#### [TO DO]
The expected output is each line below containing "InMemoryOutboxStore", copied in full.
=== SUPPLIED MATERIAL ===
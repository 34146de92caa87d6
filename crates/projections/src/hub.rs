//! Live update fan-out for order watchers.

use std::collections::HashMap;
use std::sync::{Arc, Mutex};

use chrono::{DateTime, Utc};
use tokio::sync::mpsc;

use common::OrderId;
use events::OrderStatus;

/// One status update pushed to subscribers of an order.
#[derive(Debug, Clone)]
pub struct OrderUpdate {
    pub order_id: OrderId,
    pub event_type: String,
    pub status: OrderStatus,
    pub at: DateTime<Utc>,
    pub details: serde_json::Value,
}

#[derive(Default)]
struct HubState {
    next_id: u64,
    subscribers: HashMap<OrderId, HashMap<u64, mpsc::UnboundedSender<OrderUpdate>>>,
}

/// Routes projected updates to whoever is watching a given order.
///
/// Subscribers that fall away (dropped streams, closed connections) are
/// pruned on the next publish to their order.
#[derive(Clone, Default)]
pub struct SubscriptionHub {
    state: Arc<Mutex<HubState>>,
}

impl SubscriptionHub {
    pub fn new() -> Self {
        Self::default()
    }

    /// Registers a watcher for one order's updates.
    pub fn subscribe(&self, order_id: OrderId) -> UpdateStream {
        let (tx, rx) = mpsc::unbounded_channel();
        let mut state = self.state.lock().unwrap();
        state.next_id += 1;
        let id = state.next_id;
        state.subscribers.entry(order_id).or_default().insert(id, tx);
        UpdateStream {
            hub: self.state.clone(),
            order_id,
            id,
            rx,
        }
    }

    /// Delivers an update to every live watcher of its order.
    pub fn publish(&self, update: OrderUpdate) {
        let mut state = self.state.lock().unwrap();
        if let Some(watchers) = state.subscribers.get_mut(&update.order_id) {
            watchers.retain(|_, tx| tx.send(update.clone()).is_ok());
            if watchers.is_empty() {
                state.subscribers.remove(&update.order_id);
            }
        }
    }

    pub fn watcher_count(&self, order_id: OrderId) -> usize {
        self.state
            .lock()
            .unwrap()
            .subscribers
            .get(&order_id)
            .map(|w| w.len())
            .unwrap_or(0)
    }
}

/// A subscriber's receiving end; deregisters itself on drop.
pub struct UpdateStream {
    hub: Arc<Mutex<HubState>>,
    order_id: OrderId,
    id: u64,
    rx: mpsc::UnboundedReceiver<OrderUpdate>,
}

impl UpdateStream {
    pub async fn recv(&mut self) -> Option<OrderUpdate> {
        self.rx.recv().await
    }

    pub fn try_recv(&mut self) -> Option<OrderUpdate> {
        self.rx.try_recv().ok()
    }
}

impl Drop for UpdateStream {
    fn drop(&mut self) {
        let mut state = self.hub.lock().unwrap();
        if let Some(watchers) = state.subscribers.get_mut(&self.order_id) {
            watchers.remove(&self.id);
            if watchers.is_empty() {
                state.subscribers.remove(&self.order_id);
            }
        }
    }
}
//! Order service: the saga's entry point and its record keeper.

use std::sync::Arc;

use async_trait::async_trait;

use common::OrderId;
use events::{
    CompensationAction, CompensationRequested, EventEnvelope, EventPayload, EventType,
    OrderCreated, OrderItem, OrderStatus, RetryRequested, RetryStep,
};
use messaging::{BoxError, EventHandler, OutboxStore};

use crate::aggregate::{HistoryEntry, OrderAggregate, OrderStore};
use crate::error::{Result, SagaError};

/// Command side of the order service.
///
/// Creating an order writes the record and stages `OrderCreated` in one
/// atomic unit; retry and compensation are operator commands staged as
/// `ops.*` events on the order's existing correlation.
pub struct OrderService {
    store: Arc<dyn OrderStore>,
    outbox: Arc<dyn OutboxStore>,
}

impl OrderService {
    pub fn new(store: Arc<dyn OrderStore>, outbox: Arc<dyn OutboxStore>) -> Self {
        Self { store, outbox }
    }

    #[tracing::instrument(skip(self, items))]
    pub async fn create_order(&self, items: Vec<OrderItem>, total: i64) -> Result<OrderAggregate> {
        let order_id = OrderId::new();
        let payload = EventPayload::OrderCreated(OrderCreated {
            order_id,
            items: items.clone(),
            total,
        });
        let envelope = EventEnvelope::builder().payload(&payload)?.build()?;

        let order = OrderAggregate::new(order_id, items, total, envelope.correlation_id);
        self.store
            .create(&order, envelope.topic(), &envelope)
            .await?;

        metrics::counter!("orders_created_total").increment(1);
        tracing::info!(order_id = %order_id, total, "order created");
        Ok(order)
    }

    /// Asks the service owning `step` to run it again.
    pub async fn request_retry(&self, order_id: OrderId, step: RetryStep) -> Result<EventEnvelope> {
        let order = self
            .store
            .get(order_id)
            .await?
            .ok_or(SagaError::OrderNotFound(order_id))?;

        let payload = EventPayload::RetryRequested(RetryRequested { order_id, step });
        let envelope = EventEnvelope::builder()
            .payload(&payload)?
            .correlation_id(order.correlation_id)
            .build()?;
        self.outbox.enqueue(envelope.topic(), &envelope).await?;
        tracing::info!(order_id = %order_id, ?step, "retry requested");
        Ok(envelope)
    }

    /// Asks for a completed step to be undone.
    pub async fn request_compensation(
        &self,
        order_id: OrderId,
        action: CompensationAction,
    ) -> Result<EventEnvelope> {
        let order = self
            .store
            .get(order_id)
            .await?
            .ok_or(SagaError::OrderNotFound(order_id))?;

        let payload = EventPayload::CompensationRequested(CompensationRequested { order_id, action });
        let envelope = EventEnvelope::builder()
            .payload(&payload)?
            .correlation_id(order.correlation_id)
            .build()?;
        self.outbox.enqueue(envelope.topic(), &envelope).await?;
        tracing::info!(order_id = %order_id, ?action, "compensation requested");
        Ok(envelope)
    }

    pub async fn get_order(&self, order_id: OrderId) -> Result<Option<OrderAggregate>> {
        self.store.get(order_id).await
    }

    pub async fn list_orders(&self) -> Result<Vec<OrderAggregate>> {
        self.store.list().await
    }
}

/// Consumer side of the order service: folds every downstream progress
/// event into the order record.
pub struct OrderHandler {
    store: Arc<dyn OrderStore>,
}

impl OrderHandler {
    pub fn new(store: Arc<dyn OrderStore>) -> Self {
        Self { store }
    }

    async fn fold(
        &self,
        envelope: &EventEnvelope,
        order_id: OrderId,
        status: OrderStatus,
    ) -> Result<()> {
        self.store
            .apply(
                order_id,
                status,
                HistoryEntry {
                    event_type: envelope.event_type.clone(),
                    status,
                    at: envelope.timestamp,
                },
            )
            .await?;
        tracing::info!(order_id = %order_id, status = %status, "order status updated");
        Ok(())
    }
}

#[async_trait]
impl EventHandler for OrderHandler {
    fn name(&self) -> &str {
        "order-service"
    }

    fn topics(&self) -> Vec<&'static str> {
        vec![
            EventType::InventoryReserved.topic(),
            EventType::InventoryFailed.topic(),
            EventType::PaymentAuthorized.topic(),
            EventType::PaymentFailed.topic(),
            EventType::PaymentRefunded.topic(),
            EventType::OrderShipped.topic(),
            EventType::ShippingFailed.topic(),
        ]
    }

    async fn handle(&self, envelope: &EventEnvelope) -> std::result::Result<(), BoxError> {
        match envelope.decode()? {
            EventPayload::InventoryReserved(p) => {
                self.fold(envelope, p.order_id, OrderStatus::InventoryReserved)
                    .await?
            }
            EventPayload::InventoryFailed(p) => {
                self.fold(envelope, p.order_id, OrderStatus::InventoryFailed)
                    .await?
            }
            EventPayload::PaymentAuthorized(p) => {
                self.fold(envelope, p.order_id, OrderStatus::PaymentAuthorized)
                    .await?
            }
            EventPayload::PaymentFailed(p) => {
                self.fold(envelope, p.order_id, OrderStatus::PaymentFailed)
                    .await?
            }
            EventPayload::PaymentRefunded(p) => {
                self.fold(envelope, p.order_id, OrderStatus::Refunded).await?
            }
            EventPayload::OrderShipped(p) => {
                self.fold(envelope, p.order_id, OrderStatus::Shipped).await?
            }
            EventPayload::ShippingFailed(p) => {
                self.fold(envelope, p.order_id, OrderStatus::ShippingFailed)
                    .await?
            }
            // Not subscribed; reaching here means a mis-wired topic.
            EventPayload::OrderCreated(_)
            | EventPayload::RetryRequested(_)
            | EventPayload::CompensationRequested(_)
            | EventPayload::DeadLetter(_) => {
                tracing::warn!(event_type = %envelope.event_type, "unexpected event, ignoring");
            }
        }
        Ok(())
    }
}

#[cfg(test)]
mod tests {
    use super::*;
    use crate::aggregate::InMemoryOrderStore;
    use events::InventoryReserved;
    use messaging::InMemoryOutboxStore;

    fn items() -> Vec<OrderItem> {
        vec![OrderItem {
            sku: "SKU-1".into(),
            qty: 2,
        }]
    }

    fn service() -> (OrderService, Arc<InMemoryOrderStore>, Arc<InMemoryOutboxStore>) {
        let outbox = Arc::new(InMemoryOutboxStore::new());
        let store = Arc::new(InMemoryOrderStore::new(outbox.clone()));
        (
            OrderService::new(store.clone(), outbox.clone()),
            store,
            outbox,
        )
    }

    #[tokio::test]
    async fn create_order_stages_order_created() {
        let (service, _, outbox) = service();
        let order = service.create_order(items(), 20).await.unwrap();

        assert_eq!(order.status, OrderStatus::Created);
        let pending = outbox.pending(10).await.unwrap();
        assert_eq!(pending.len(), 1);
        assert_eq!(pending[0].topic, "order.OrderCreated.v1");
        assert_eq!(pending[0].envelope.key, order.id.to_string());
    }

    #[tokio::test]
    async fn retry_keeps_the_order_correlation() {
        let (service, _, outbox) = service();
        let order = service.create_order(items(), 20).await.unwrap();

        let envelope = service
            .request_retry(order.id, RetryStep::Inventory)
            .await
            .unwrap();
        assert_eq!(envelope.correlation_id, order.correlation_id);
        assert_eq!(envelope.topic(), "ops.RetryRequested.v1");
        assert_eq!(outbox.pending_count().await, 2);
    }

    #[tokio::test]
    async fn retry_for_unknown_order_fails() {
        let (service, _, _) = service();
        let err = service
            .request_retry(OrderId::new(), RetryStep::Payment)
            .await
            .unwrap_err();
        assert!(matches!(err, SagaError::OrderNotFound(_)));
    }

    #[tokio::test]
    async fn handler_folds_progress_events() {
        let (service, store, _) = service();
        let order = service.create_order(items(), 20).await.unwrap();
        let handler = OrderHandler::new(store.clone());

        let payload = EventPayload::InventoryReserved(InventoryReserved {
            order_id: order.id,
            reserved_items: items(),
        });
        let envelope = EventEnvelope::builder()
            .payload(&payload)
            .unwrap()
            .correlation_id(order.correlation_id)
            .build()
            .unwrap();
        handler.handle(&envelope).await.unwrap();

        let fetched = store.get(order.id).await.unwrap().unwrap();
        assert_eq!(fetched.status, OrderStatus::InventoryReserved);
        assert_eq!(fetched.history.len(), 2);
    }
}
===
#### [EXPECTED ANSWER]
    use messaging::InMemoryOutboxStore;
    fn service() -> (OrderService, Arc<InMemoryOrderStore>, Arc<InMemoryOutboxStore>) {
        let outbox = Arc::new(InMemoryOutboxStore::new());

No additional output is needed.